Há uns meses atrás quando o senhor Presidente da República teve a ideia de convidar João Miguel Tavares para presidir às comemorações do 10 de junho, muitas vozes se levantaram. Abominando a escolha do rapazinho sem lastro, genealogia ou coisa que merecesse ser dita. Hoje, passadas as comemorações e feito o discurso do jovem, unem-se as vozes, qual coro celestial, a indicar o caminho pedregoso que é a vida da nação e a endeusar o rapazinho que, tempos antes, merecia apedrejamento antes mesmo de se dignar a abrir a boca. Este é o país que temos. O país que abomina sem conhecer, despeita a juventude, e abandona os seus velhos. Que se apouca perante o estrangeiro e tem em si mesmo o germe que alastrou na corrupção brasileira. A coragem só é exaltada se vier das pessoas certas.

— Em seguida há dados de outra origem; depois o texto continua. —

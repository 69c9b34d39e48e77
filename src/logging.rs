//! Logging System
//!
//! Structured logging on top of `tracing`. The CLI configures level, format and
//! destination; library code only emits events.

use crate::error::ApiError;
use directories::ProjectDirs;
use serde::{Deserialize, Serialize};
use std::collections::HashMap;
use std::path::PathBuf;
use std::sync::Mutex;
use tracing_subscriber::fmt::time::ChronoUtc;
use tracing_subscriber::fmt::writer::{BoxMakeWriter, MakeWriterExt};
use tracing_subscriber::{fmt, layer::SubscriberExt, util::SubscriberInitExt, EnvFilter, Layer, Registry};

/// Logging configuration
#[derive(Debug, Clone, PartialEq, Serialize, Deserialize)]
pub struct LoggingConfig {
    /// Install a subscriber at all (`--quiet` turns this off)
    #[serde(default = "default_true")]
    pub enabled: bool,

    /// Log level: trace, debug, info, warn, error, off
    #[serde(default = "default_log_level")]
    pub level: String,

    /// Output format: json, text (default: text)
    #[serde(default = "default_format")]
    pub format: String,

    /// Output destination: stdout, stderr, file, file+stderr
    #[serde(default = "default_output")]
    pub output: String,

    /// Log file path when output includes "file"; resolved under the platform
    /// state directory when unset
    #[serde(default, skip_serializing_if = "Option::is_none")]
    pub file: Option<PathBuf>,

    /// Enable colored output (text format, terminal destinations only)
    #[serde(default = "default_true")]
    pub color: bool,

    /// Module-specific log levels
    #[serde(default)]
    pub modules: HashMap<String, String>,
}

fn default_log_level() -> String {
    "warn".to_string()
}

fn default_format() -> String {
    "text".to_string()
}

// Command output owns stdout.
fn default_output() -> String {
    "stderr".to_string()
}

fn default_true() -> bool {
    true
}

impl Default for LoggingConfig {
    fn default() -> Self {
        Self {
            enabled: true,
            level: default_log_level(),
            format: default_format(),
            output: default_output(),
            file: None,
            color: default_true(),
            modules: HashMap::new(),
        }
    }
}

/// `$XDG_STATE_HOME/updelta/updelta.log`, falling back to the local data
/// directory on platforms without a state directory.
pub fn default_log_file_path() -> Result<PathBuf, ApiError> {
    let dirs = ProjectDirs::from("", "", "updelta").ok_or_else(|| {
        ApiError::ConfigError("Could not determine a home directory for logs".to_string())
    })?;
    let base = dirs
        .state_dir()
        .map(|p| p.to_path_buf())
        .unwrap_or_else(|| dirs.data_local_dir().to_path_buf());
    Ok(base.join("updelta.log"))
}

/// Log file precedence: CLI flag, then configuration, then the default path.
pub fn resolve_log_file_path(
    cli_file: Option<PathBuf>,
    config_file: Option<PathBuf>,
) -> Result<PathBuf, ApiError> {
    match cli_file.or(config_file) {
        Some(path) => Ok(path),
        None => default_log_file_path(),
    }
}

/// Initialize the logging system
///
/// Priority order (highest to lowest):
/// 1. Environment variables (UPDELTA_LOG, UPDELTA_LOG_FORMAT, UPDELTA_LOG_OUTPUT,
///    UPDELTA_LOG_MODULES)
/// 2. The given configuration (CLI flags are folded in by the binary)
/// 3. Defaults
///
/// Fails if a global subscriber is already installed.
pub fn init_logging(config: Option<&LoggingConfig>) -> Result<(), ApiError> {
    if let Some(config) = config {
        if !config.enabled {
            return Ok(());
        }
    }

    let filter = build_env_filter(config)?;
    let format = determine_format(config)?;
    let output = determine_output(config)?;
    let use_color = config.map(|c| c.color).unwrap_or(true) && !output.file;

    let writer = if output.file {
        let log_file = resolve_log_file_path(None, config.and_then(|c| c.file.clone()))?;
        if let Some(parent) = log_file.parent() {
            std::fs::create_dir_all(parent).map_err(|e| {
                ApiError::ConfigError(format!("Failed to create log directory: {}", e))
            })?;
        }
        let file = std::fs::OpenOptions::new()
            .create(true)
            .append(true)
            .open(&log_file)
            .map_err(|e| {
                ApiError::ConfigError(format!("Failed to open log file {:?}: {}", log_file, e))
            })?;
        let file = Mutex::new(file);
        if output.stderr {
            BoxMakeWriter::new(std::io::stderr.and(file))
        } else {
            BoxMakeWriter::new(file)
        }
    } else if output.stdout {
        BoxMakeWriter::new(std::io::stdout)
    } else {
        BoxMakeWriter::new(std::io::stderr)
    };

    let layer: Box<dyn Layer<Registry> + Send + Sync> = if format == "json" {
        fmt::layer()
            .json()
            .with_target(true)
            .with_timer(ChronoUtc::rfc_3339())
            .with_writer(writer)
            .boxed()
    } else {
        fmt::layer()
            .with_target(true)
            .with_timer(ChronoUtc::rfc_3339())
            .with_ansi(use_color)
            .with_writer(writer)
            .boxed()
    };

    Registry::default()
        .with(layer)
        .with(filter)
        .try_init()
        .map_err(|e| ApiError::ConfigError(format!("Failed to install logger: {}", e)))
}

/// Build environment filter from config or environment variables
fn build_env_filter(config: Option<&LoggingConfig>) -> Result<EnvFilter, ApiError> {
    if let Ok(filter) = EnvFilter::try_from_env("UPDELTA_LOG") {
        return Ok(filter);
    }

    let level = config
        .map(|c| c.level.as_str())
        .unwrap_or("warn");

    if level == "off" {
        return Ok(EnvFilter::new("off"));
    }

    let mut filter = EnvFilter::new(level);

    if let Some(config) = config {
        for (module, module_level) in &config.modules {
            filter = filter.add_directive(parse_directive(module, module_level)?);
        }
    }

    if let Ok(modules_str) = std::env::var("UPDELTA_LOG_MODULES") {
        for module_spec in modules_str.split(',') {
            if let Some((module, module_level)) = module_spec.split_once('=') {
                filter = filter.add_directive(parse_directive(module.trim(), module_level.trim())?);
            }
        }
    }

    Ok(filter)
}

fn parse_directive(
    module: &str,
    level: &str,
) -> Result<tracing_subscriber::filter::Directive, ApiError> {
    format!("{}={}", module, level)
        .parse()
        .map_err(|e| ApiError::ConfigError(format!("Invalid log directive: {}", e)))
}

/// Determine output format from config or environment
fn determine_format(config: Option<&LoggingConfig>) -> Result<String, ApiError> {
    if let Ok(format) = std::env::var("UPDELTA_LOG_FORMAT") {
        if format == "json" || format == "text" {
            return Ok(format);
        }
    }

    let format = config.map(|c| c.format.as_str()).unwrap_or("text");
    if format != "json" && format != "text" {
        return Err(ApiError::ConfigError(format!(
            "Invalid log format: {} (must be 'json' or 'text')",
            format
        )));
    }

    Ok(format.to_string())
}

/// Output destinations
#[derive(Debug, PartialEq, Eq)]
struct OutputDestinations {
    stdout: bool,
    stderr: bool,
    file: bool,
}

/// Determine output destinations from config or environment
fn determine_output(config: Option<&LoggingConfig>) -> Result<OutputDestinations, ApiError> {
    if let Ok(output) = std::env::var("UPDELTA_LOG_OUTPUT") {
        return parse_output_destinations(&output);
    }

    let output = config.map(|c| c.output.as_str()).unwrap_or("stderr");
    parse_output_destinations(output)
}

fn parse_output_destinations(output: &str) -> Result<OutputDestinations, ApiError> {
    let (stdout, stderr, file) = match output {
        "stdout" => (true, false, false),
        "stderr" => (false, true, false),
        "file" => (false, false, true),
        "file+stderr" => (false, true, true),
        _ => {
            return Err(ApiError::ConfigError(format!(
                "Invalid log output: {} (must be 'stdout', 'stderr', 'file', or 'file+stderr')",
                output
            )))
        }
    };
    Ok(OutputDestinations {
        stdout,
        stderr,
        file,
    })
}

/// Validate the string-typed fields without installing anything.
pub(crate) fn validate(config: &LoggingConfig) -> Result<(), String> {
    const LEVELS: &[&str] = &["trace", "debug", "info", "warn", "error", "off"];
    if !LEVELS.contains(&config.level.to_lowercase().as_str()) {
        return Err(format!("Invalid log level '{}'", config.level));
    }
    if config.format != "json" && config.format != "text" {
        return Err(format!("Invalid log format '{}'", config.format));
    }
    parse_output_destinations(&config.output)
        .map(|_| ())
        .map_err(|e| e.to_string())
}
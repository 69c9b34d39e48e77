//! Environment source: `UPDELTA_<SECTION>__<KEY>`, e.g.
//! `UPDELTA_SCANNER__PARALLEL_HASHING=false` or
//! `UPDELTA_BLACKLIST__EXTENSIONS=.pdb,.log`.

use config::builder::DefaultState;
use config::ConfigBuilder;
use config::Environment;

pub const ENV_PREFIX: &str = "UPDELTA";

/// Keys whose values are comma-separated lists.
const LIST_KEYS: &[&str] = &[
    "blacklist.files",
    "blacklist.extensions",
    "blacklist.skip_directories",
];

pub fn add_to_builder(builder: ConfigBuilder<DefaultState>) -> ConfigBuilder<DefaultState> {
    let source = LIST_KEYS.iter().fold(
        Environment::with_prefix(ENV_PREFIX)
            .prefix_separator("_")
            .separator("__")
            .try_parsing(true)
            .list_separator(","),
        |env, key| env.with_list_parse_key(key),
    );
    builder.add_source(source)
}
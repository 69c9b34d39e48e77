//! Integration tests for the differential update engine

mod blacklist_rules;
mod cli_commands;
mod config_layering;
mod custom_matchers;
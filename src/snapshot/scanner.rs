//! Recursive directory scanner

use crate::blacklist::Blacklist;
use crate::error::ScanError;
use crate::snapshot::entry::{FileEntry, FileRef};
use crate::snapshot::{hasher, path, DirectorySnapshot};
use rayon::prelude::*;
use serde::{Deserialize, Serialize};
use std::collections::HashMap;
use std::path::{Path, PathBuf};
use std::sync::Arc;
use std::time::Instant;
use tracing::{debug, info, instrument, trace};
use walkdir::WalkDir;

/// Scanner configuration
#[derive(Debug, Clone, PartialEq, Eq, Serialize, Deserialize)]
pub struct ScannerConfig {
    /// Whether to follow symbolic links (default: false)
    #[serde(default)]
    pub follow_symlinks: bool,
    /// Hash files on the rayon pool (default: true)
    #[serde(default = "default_true")]
    pub parallel_hashing: bool,
}

fn default_true() -> bool {
    true
}

impl Default for ScannerConfig {
    fn default() -> Self {
        Self {
            follow_symlinks: false,
            parallel_hashing: true,
        }
    }
}

/// Which blacklist rules a listing honors.
#[derive(Debug, Clone, Copy, PartialEq, Eq)]
pub enum ListFilter {
    /// Names, extensions and skip-directories
    Full,
    /// Skip-directories only. Patch directories are listed this way because
    /// their `.patch` artifacts would otherwise be excluded by extension.
    SkipDirectoriesOnly,
}

/// Walks a root, hashing and relativizing every non-blacklisted file.
#[derive(Debug, Clone)]
pub struct DirectoryScanner {
    blacklist: Arc<Blacklist>,
    config: ScannerConfig,
}

impl DirectoryScanner {
    pub fn new(blacklist: Arc<Blacklist>) -> Self {
        Self {
            blacklist,
            config: ScannerConfig::default(),
        }
    }

    pub fn with_config(blacklist: Arc<Blacklist>, config: ScannerConfig) -> Self {
        Self { blacklist, config }
    }

    pub fn blacklist(&self) -> &Blacklist {
        &self.blacklist
    }

    pub fn config(&self) -> &ScannerConfig {
        &self.config
    }

    /// Scan `root` into entries ordered by enumeration.
    ///
    /// Enumeration is depth-first with siblings sorted by file name, so two scans
    /// of an unchanged tree agree. Ids restart at 1 on every call. The first
    /// unreadable entry aborts the whole scan.
    #[instrument(skip(self), fields(root = %root.display()))]
    pub fn scan(&self, root: &Path) -> Result<Vec<FileEntry>, ScanError> {
        let start = Instant::now();
        let files = self.list(root, ListFilter::Full)?;
        debug!(file_count = files.len(), "Enumerated files");

        let hash_one = |(index, file): (usize, FileRef)| -> Result<FileEntry, ScanError> {
            let content_hash = hasher::hash_file(&file.full_name)?;
            trace!(path = %file.relative_path, hash = %content_hash, "Hashed file");
            let parent = file
                .full_name
                .parent()
                .map(Path::to_path_buf)
                .unwrap_or_default();
            Ok(FileEntry {
                id: index as u64 + 1,
                name: file.name,
                full_name: file.full_name,
                relative_path: file.relative_path,
                native_path: file.native_path,
                content_hash,
                path: parent,
            })
        };

        let entries = if self.config.parallel_hashing {
            files
                .into_par_iter()
                .enumerate()
                .map(hash_one)
                .collect::<Result<Vec<_>, _>>()?
        } else {
            files
                .into_iter()
                .enumerate()
                .map(hash_one)
                .collect::<Result<Vec<_>, _>>()?
        };

        info!(
            file_count = entries.len(),
            duration_ms = start.elapsed().as_millis(),
            "Scan completed"
        );
        Ok(entries)
    }

    /// Scan `root` into a RelativePath-keyed snapshot.
    pub fn snapshot(&self, root: &Path) -> Result<DirectorySnapshot, ScanError> {
        Ok(self.scan(root)?.into_iter().collect())
    }

    /// List files under `root` without hashing them.
    ///
    /// Two on-disk names that share a RelativePath (for example the composed and
    /// decomposed spellings of one name) fail the listing with
    /// [`ScanError::InvalidPath`].
    pub fn list(&self, root: &Path, filter: ListFilter) -> Result<Vec<FileRef>, ScanError> {
        let root = path::canonicalize_root(root)?;
        let mut files = Vec::new();
        let mut seen: HashMap<String, PathBuf> = HashMap::new();

        let walker = WalkDir::new(&root)
            .follow_links(self.config.follow_symlinks)
            .sort_by_file_name()
            .into_iter()
            .filter_entry(|entry| {
                entry.depth() == 0
                    || !entry.file_type().is_dir()
                    || !self.is_skipped_dir(&root, entry.path())
            });

        for entry in walker {
            let entry = entry.map_err(|e| {
                let at = e
                    .path()
                    .map(Path::to_path_buf)
                    .unwrap_or_else(|| root.clone());
                ScanError::io(at, e.into())
            })?;

            if !entry.file_type().is_file() {
                if !entry.file_type().is_dir() {
                    debug!(path = %entry.path().display(), "Skipping non-regular file");
                }
                continue;
            }

            let full_name = entry.path().to_path_buf();
            if filter == ListFilter::Full && self.blacklist.is_blacklisted(&full_name) {
                trace!(path = %full_name.display(), "Skipping blacklisted file");
                continue;
            }

            let native_path = path::native_relative(&root, &full_name)?;
            let relative_path = path::relative_key(&native_path)?;
            if let Some(previous) = seen.insert(relative_path.clone(), native_path.clone()) {
                return Err(ScanError::InvalidPath(format!(
                    "{} and {} both resolve to {}",
                    previous.display(),
                    native_path.display(),
                    relative_path
                )));
            }

            files.push(FileRef {
                name: entry.file_name().to_string_lossy().into_owned(),
                relative_path,
                native_path,
                full_name,
            });
        }

        Ok(files)
    }

    fn is_skipped_dir(&self, root: &Path, dir: &Path) -> bool {
        let rel: PathBuf = dir.strip_prefix(root).unwrap_or(dir).to_path_buf();
        let skipped = self.blacklist.is_skip_directory(&rel);
        if skipped {
            debug!(dir = %rel.display(), "Skipping directory");
        }
        skipped
    }
}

Por isso o rapaz de Portalegre não podia, sendo sapateiro, ir além da chinela que o país lhe calçou, habituado que está a arrumar em gavetas metódicas todos os seus descendentes. João Miguel Tavares teria de ser apenas o que lhe estava destinado. Mas não foi. O discurso que proferiu falou da realidade, de um mundo que todos nós conhecemos e que, de tanto conhecermos, achamos trivial até o vermos plasmado numa comemoração. Mas mais. Fez uma outra coisa importante que foi colocar um homem comum no uso de palavra. E o discurso não se cingiu à troca de impressões sobre o mundo abstrato da política, as revisões constitucionais, ou as reformas urgentes do país. Não. O discurso foi sobre a realidade, os seus pais, os seus sonhos, as suas concretizações, e a história da vida de pessoas como nós. E é isto, apenas isto, que destoou. E que fez do discurso o mais partilhado e louvado de sempre. Porque fala daquilo que todos conhecem, ou ouviram contar. É significante. E o país, perante isto, não ligou o piloto automático. Ouviu. É tempo de nos ouvirmos uns aos outros. E é tempo de fazermos mais do que isso. De sermos mais do que o país em que o riso de Berardo acontece. Em que todos se calam perante a injustiça. E em que o conluio é um modo de vida.